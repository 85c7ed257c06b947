// SPDX-License-Identifier: Apache-2.0
// Copyright © 2021 Will Ross
//! The AMG8833 register map, and the types for the values stored in those registers.
//!
//! Every register is a single byte wide. The multi-byte values (interrupt levels, the thermistor
//! and the pixel data) are split across consecutive registers with the low byte first.
use core::convert::TryFrom;

use num_enum::{IntoPrimitive, TryFromPrimitive};

use crate::error::LibraryError;
use crate::util::is_bit_set;

/// The number of rows of pixels.
pub const HEIGHT: usize = 8;

/// The number of columns of pixels.
pub const WIDTH: usize = 8;

/// The total number of pixels.
pub const NUM_PIXELS: usize = HEIGHT * WIDTH;

/// The number of bytes of pixel data, two bytes for each pixel.
pub const PIXEL_BYTES: usize = NUM_PIXELS * 2;

/// Addresses of the registers in the AMG8833.
#[derive(Clone, Copy, Debug, Eq, PartialEq, PartialOrd, Ord, IntoPrimitive, TryFromPrimitive)]
#[cfg_attr(feature = "defmt", derive(defmt::Format))]
#[repr(u8)]
pub enum Register {
    /// Power control (PCTL), holds the operating [mode][Mode].
    PowerControl = 0x00,

    /// Software reset (RST). Write-only.
    Reset = 0x01,

    /// Frame rate (FPSC).
    FrameRate = 0x02,

    /// Interrupt control (INTC).
    InterruptControl = 0x03,

    /// Interrupt and overflow flags (STAT). Read-only.
    Status = 0x04,

    /// Status clear (SCLR). Write-only.
    StatusClear = 0x05,

    /// Moving average mode (AVE).
    Average = 0x07,

    /// Interrupt upper level, lower byte (INTHL).
    InterruptHighLow = 0x08,

    /// Interrupt upper level, upper byte (INTHH).
    InterruptHighHigh = 0x09,

    /// Interrupt lower level, lower byte (INTLL).
    InterruptLowLow = 0x0A,

    /// Interrupt lower level, upper byte (INTLH).
    InterruptLowHigh = 0x0B,

    /// Interrupt hysteresis level, lower byte (IHYSL).
    HysteresisLow = 0x0C,

    /// Interrupt hysteresis level, upper byte (IHYSH).
    HysteresisHigh = 0x0D,

    /// Thermistor output, lower byte (TTHL).
    ThermistorLow = 0x0E,

    /// Thermistor output, upper byte (TTHH).
    ThermistorHigh = 0x0F,

    /// Interrupt table for pixels 1-8 (INT0).
    InterruptTable0 = 0x10,
    InterruptTable1 = 0x11,
    InterruptTable2 = 0x12,
    InterruptTable3 = 0x13,
    InterruptTable4 = 0x14,
    InterruptTable5 = 0x15,
    InterruptTable6 = 0x16,

    /// Interrupt table for pixels 57-64 (INT7).
    InterruptTable7 = 0x17,

    /// Lower byte of pixel 1 (T01L), the start of the pixel data.
    PixelBase = 0x80,
}

impl Register {
    /// The eight interrupt table registers, in ascending address order.
    pub const INTERRUPT_TABLE: [Register; HEIGHT] = [
        Register::InterruptTable0,
        Register::InterruptTable1,
        Register::InterruptTable2,
        Register::InterruptTable3,
        Register::InterruptTable4,
        Register::InterruptTable5,
        Register::InterruptTable6,
        Register::InterruptTable7,
    ];

    /// The address of this register.
    pub fn address(self) -> u8 {
        self.into()
    }

    /// The short name the datasheet uses for this register.
    pub fn name(self) -> &'static str {
        match self {
            Register::PowerControl => "pctl",
            Register::Reset => "rst",
            Register::FrameRate => "fpsc",
            Register::InterruptControl => "intc",
            Register::Status => "stat",
            Register::StatusClear => "sclr",
            Register::Average => "ave",
            Register::InterruptHighLow => "inthl",
            Register::InterruptHighHigh => "inthh",
            Register::InterruptLowLow => "intll",
            Register::InterruptLowHigh => "intlh",
            Register::HysteresisLow => "ihysl",
            Register::HysteresisHigh => "ihysh",
            Register::ThermistorLow => "tthl",
            Register::ThermistorHigh => "tthh",
            Register::InterruptTable0 => "int0",
            Register::InterruptTable1 => "int1",
            Register::InterruptTable2 => "int2",
            Register::InterruptTable3 => "int3",
            Register::InterruptTable4 => "int4",
            Register::InterruptTable5 => "int5",
            Register::InterruptTable6 => "int6",
            Register::InterruptTable7 => "int7",
            Register::PixelBase => "t01l",
        }
    }
}

/// The I²C address of the sensor, selected by the AD_SELECT pin.
#[derive(Clone, Copy, Debug, Eq, PartialEq, PartialOrd, Ord, IntoPrimitive, TryFromPrimitive)]
#[cfg_attr(feature = "defmt", derive(defmt::Format))]
#[repr(u8)]
pub enum Address {
    /// AD_SELECT connected to GND.
    Low = 0x68,

    /// AD_SELECT connected to VCC.
    High = 0x69,
}

impl Default for Address {
    fn default() -> Self {
        Self::Low
    }
}

/// Operating modes, stored in the power control register.
#[derive(Clone, Copy, Debug, Eq, PartialEq, PartialOrd, Ord, IntoPrimitive, TryFromPrimitive)]
#[cfg_attr(feature = "defmt", derive(defmt::Format))]
#[repr(u8)]
pub enum Mode {
    /// Normal mode, the default after power on.
    Normal = 0x00,

    /// Sleep mode.
    Sleep = 0x10,

    /// Stand-by mode, updating every 60 seconds.
    StandBy60 = 0x20,

    /// Stand-by mode, updating every 10 seconds.
    StandBy10 = 0x21,
}

impl Default for Mode {
    fn default() -> Self {
        Self::Normal
    }
}

impl Mode {
    pub(crate) fn from_raw(raw: u8) -> Result<Self, LibraryError> {
        Self::try_from(raw).map_err(|_| LibraryError::InvalidData("Invalid operating mode"))
    }
}

/// The commands that can be written to the reset register.
#[derive(Clone, Copy, Debug, Eq, PartialEq, PartialOrd, Ord, IntoPrimitive, TryFromPrimitive)]
#[cfg_attr(feature = "defmt", derive(defmt::Format))]
#[repr(u8)]
pub enum ResetType {
    /// Clear the status register and the interrupt table.
    Flag = 0x30,

    /// Return every register to its power-on value, then perform a flag reset.
    Initial = 0x3F,
}

/// Values that occupy a single bit of a register.
pub(crate) trait BitField: Copy {
    fn from_bit(bit: bool) -> Self;

    fn to_bit(self) -> bool;
}

impl BitField for bool {
    fn from_bit(bit: bool) -> Self {
        bit
    }

    fn to_bit(self) -> bool {
        self
    }
}

/// Implement `BitField` for an enum with exactly two variants, 0 and 1.
macro_rules! single_bit_enum {
    ($typ:ident, $zero:ident, $one:ident) => {
        impl BitField for $typ {
            fn from_bit(bit: bool) -> Self {
                if bit {
                    $typ::$one
                } else {
                    $typ::$zero
                }
            }

            fn to_bit(self) -> bool {
                self == $typ::$one
            }
        }
    };
}

/// The frame rates supported by the sensor (bit 0 of the frame rate register).
///
/// `TryFrom<u8>` takes a number of frames per second, not the register bit.
#[derive(Clone, Copy, Debug, Eq, PartialEq, PartialOrd, Ord, IntoPrimitive)]
#[cfg_attr(feature = "defmt", derive(defmt::Format))]
#[repr(u8)]
pub enum FrameRate {
    /// 10 frames per second, the default.
    Ten = 0,

    /// 1 frame per second.
    One = 1,
}

single_bit_enum!(FrameRate, Ten, One);

impl Default for FrameRate {
    fn default() -> Self {
        Self::Ten
    }
}

impl From<FrameRate> for f32 {
    fn from(frame_rate: FrameRate) -> Self {
        match frame_rate {
            FrameRate::Ten => 10f32,
            FrameRate::One => 1f32,
        }
    }
}

impl TryFrom<u8> for FrameRate {
    type Error = LibraryError;

    /// Create a `FrameRate` from a number of frames per second.
    fn try_from(value: u8) -> Result<Self, Self::Error> {
        match value {
            10 => Ok(Self::Ten),
            1 => Ok(Self::One),
            _ => Err(LibraryError::InvalidData(
                "The given number does not match a valid frame rate",
            )),
        }
    }
}

/// How pixel temperatures are compared against the interrupt levels (bit 1 of the interrupt
/// control register).
#[derive(Clone, Copy, Debug, Eq, PartialEq, PartialOrd, Ord, IntoPrimitive, TryFromPrimitive)]
#[cfg_attr(feature = "defmt", derive(defmt::Format))]
#[repr(u8)]
pub enum InterruptMode {
    /// Compare the difference from the previous frame.
    Difference = 0,

    /// Compare the absolute temperature.
    Absolute = 1,
}

single_bit_enum!(InterruptMode, Difference, Absolute);

/// Moving average output mode (bit 5 of the average register).
#[derive(Clone, Copy, Debug, Eq, PartialEq, PartialOrd, Ord, IntoPrimitive, TryFromPrimitive)]
#[cfg_attr(feature = "defmt", derive(defmt::Format))]
#[repr(u8)]
pub enum AverageMode {
    /// No moving average, the default.
    Once = 0,

    /// Twice moving average.
    Twice = 1,
}

single_bit_enum!(AverageMode, Once, Twice);

/// The flags in the status register.
///
/// The discriminant is the bit index of the flag within the status (and status clear) register.
#[derive(Clone, Copy, Debug, Eq, PartialEq, PartialOrd, Ord, IntoPrimitive, TryFromPrimitive)]
#[cfg_attr(feature = "defmt", derive(defmt::Format))]
#[repr(u8)]
pub enum StatusFlag {
    /// At least one pixel has crossed an interrupt level.
    InterruptOutbreak = 0,

    /// A pixel temperature overflowed.
    TemperatureOverflow = 1,

    /// The thermistor temperature overflowed.
    ThermistorOverflow = 2,
}

impl StatusFlag {
    /// Every flag, in the order they are dispatched by the interrupt handler.
    pub const ALL: [StatusFlag; 3] = [
        StatusFlag::InterruptOutbreak,
        StatusFlag::TemperatureOverflow,
        StatusFlag::ThermistorOverflow,
    ];

    /// The bit index of this flag.
    pub fn bit(self) -> u8 {
        self.into()
    }

    /// A mask with only this flag's bit set.
    pub fn mask(self) -> u8 {
        1 << self.bit()
    }
}

/// The contents of the status register.
#[derive(Clone, Copy, Debug, Default, Eq, PartialEq)]
#[cfg_attr(feature = "defmt", derive(defmt::Format))]
pub struct Status(u8);

impl Status {
    pub fn from_raw(raw: u8) -> Self {
        Self(raw)
    }

    /// The raw register value.
    pub fn raw(&self) -> u8 {
        self.0
    }

    pub fn is_set(&self, flag: StatusFlag) -> bool {
        is_bit_set(self.0, flag.bit() as usize)
    }

    pub fn interrupt_outbreak(&self) -> bool {
        self.is_set(StatusFlag::InterruptOutbreak)
    }

    pub fn temperature_overflow(&self) -> bool {
        self.is_set(StatusFlag::TemperatureOverflow)
    }

    pub fn thermistor_overflow(&self) -> bool {
        self.is_set(StatusFlag::ThermistorOverflow)
    }

    /// Iterate over the set flags, in dispatch order.
    pub fn flags(self) -> impl Iterator<Item = StatusFlag> {
        StatusFlag::ALL
            .into_iter()
            .filter(move |flag| self.is_set(*flag))
    }
}

impl From<u8> for Status {
    fn from(raw: u8) -> Self {
        Self(raw)
    }
}

impl From<Status> for u8 {
    fn from(status: Status) -> Self {
        status.0
    }
}

#[cfg(test)]
mod test {
    use super::*;

    #[test]
    fn register_addresses() {
        assert_eq!(Register::PowerControl.address(), 0x00);
        assert_eq!(Register::Average.address(), 0x07);
        assert_eq!(Register::HysteresisHigh.address(), 0x0D);
        assert_eq!(Register::ThermistorHigh.address(), 0x0F);
        assert_eq!(Register::PixelBase.address(), 0x80);
        // The interrupt table is a contiguous block
        for (offset, register) in Register::INTERRUPT_TABLE.iter().enumerate() {
            assert_eq!(register.address(), 0x10 + offset as u8);
        }
        // 0x06 is reserved
        assert!(Register::try_from(0x06).is_err());
    }

    #[test]
    fn mode_from_raw() {
        assert_eq!(Mode::from_raw(0x00).unwrap(), Mode::Normal);
        assert_eq!(Mode::from_raw(0x10).unwrap(), Mode::Sleep);
        assert_eq!(Mode::from_raw(0x20).unwrap(), Mode::StandBy60);
        assert_eq!(Mode::from_raw(0x21).unwrap(), Mode::StandBy10);
        assert_eq!(
            Mode::from_raw(0x11),
            Err(LibraryError::InvalidData("Invalid operating mode"))
        );
    }

    #[test]
    fn mode_round_trip() {
        for mode in [Mode::Normal, Mode::Sleep, Mode::StandBy60, Mode::StandBy10] {
            let raw: u8 = mode.into();
            assert_eq!(Mode::from_raw(raw).unwrap(), mode);
        }
    }

    #[test]
    fn single_bit_fields() {
        assert_eq!(FrameRate::from_bit(false), FrameRate::Ten);
        assert_eq!(FrameRate::from_bit(true), FrameRate::One);
        assert!(!InterruptMode::Difference.to_bit());
        assert!(InterruptMode::Absolute.to_bit());
        assert_eq!(AverageMode::from_bit(true), AverageMode::Twice);
        assert!(bool::from_bit(true));
    }

    #[test]
    fn frame_rate_conversions() {
        assert_eq!(FrameRate::try_from(10u8).unwrap(), FrameRate::Ten);
        assert_eq!(FrameRate::try_from(1u8).unwrap(), FrameRate::One);
        assert!(FrameRate::try_from(2u8).is_err());
        // 0 is the register bit for 10 FPS, but not a frame rate
        assert!(FrameRate::try_from(0u8).is_err());
        assert_eq!(f32::from(FrameRate::Ten), 10f32);
        assert_eq!(f32::from(FrameRate::One), 1f32);
        assert_eq!(FrameRate::default(), FrameRate::Ten);
    }

    #[test]
    fn status_flags() {
        let status = Status::from_raw(0b0000_0101);
        assert!(status.interrupt_outbreak());
        assert!(!status.temperature_overflow());
        assert!(status.thermistor_overflow());
        let mut flags = status.flags();
        assert_eq!(flags.next(), Some(StatusFlag::InterruptOutbreak));
        assert_eq!(flags.next(), Some(StatusFlag::ThermistorOverflow));
        assert_eq!(flags.next(), None);
    }

    #[test]
    fn status_flag_masks() {
        assert_eq!(StatusFlag::InterruptOutbreak.mask(), 0x01);
        assert_eq!(StatusFlag::TemperatureOverflow.mask(), 0x02);
        assert_eq!(StatusFlag::ThermistorOverflow.mask(), 0x04);
    }
}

━━━━

Copy every line of the data that holds the string "order".

● **Solution to this exercise**
    /// The eight interrupt table registers, in ascending address order.
    /// Every flag, in the order they are dispatched by the interrupt handler.
    /// Iterate over the set flags, in dispatch order.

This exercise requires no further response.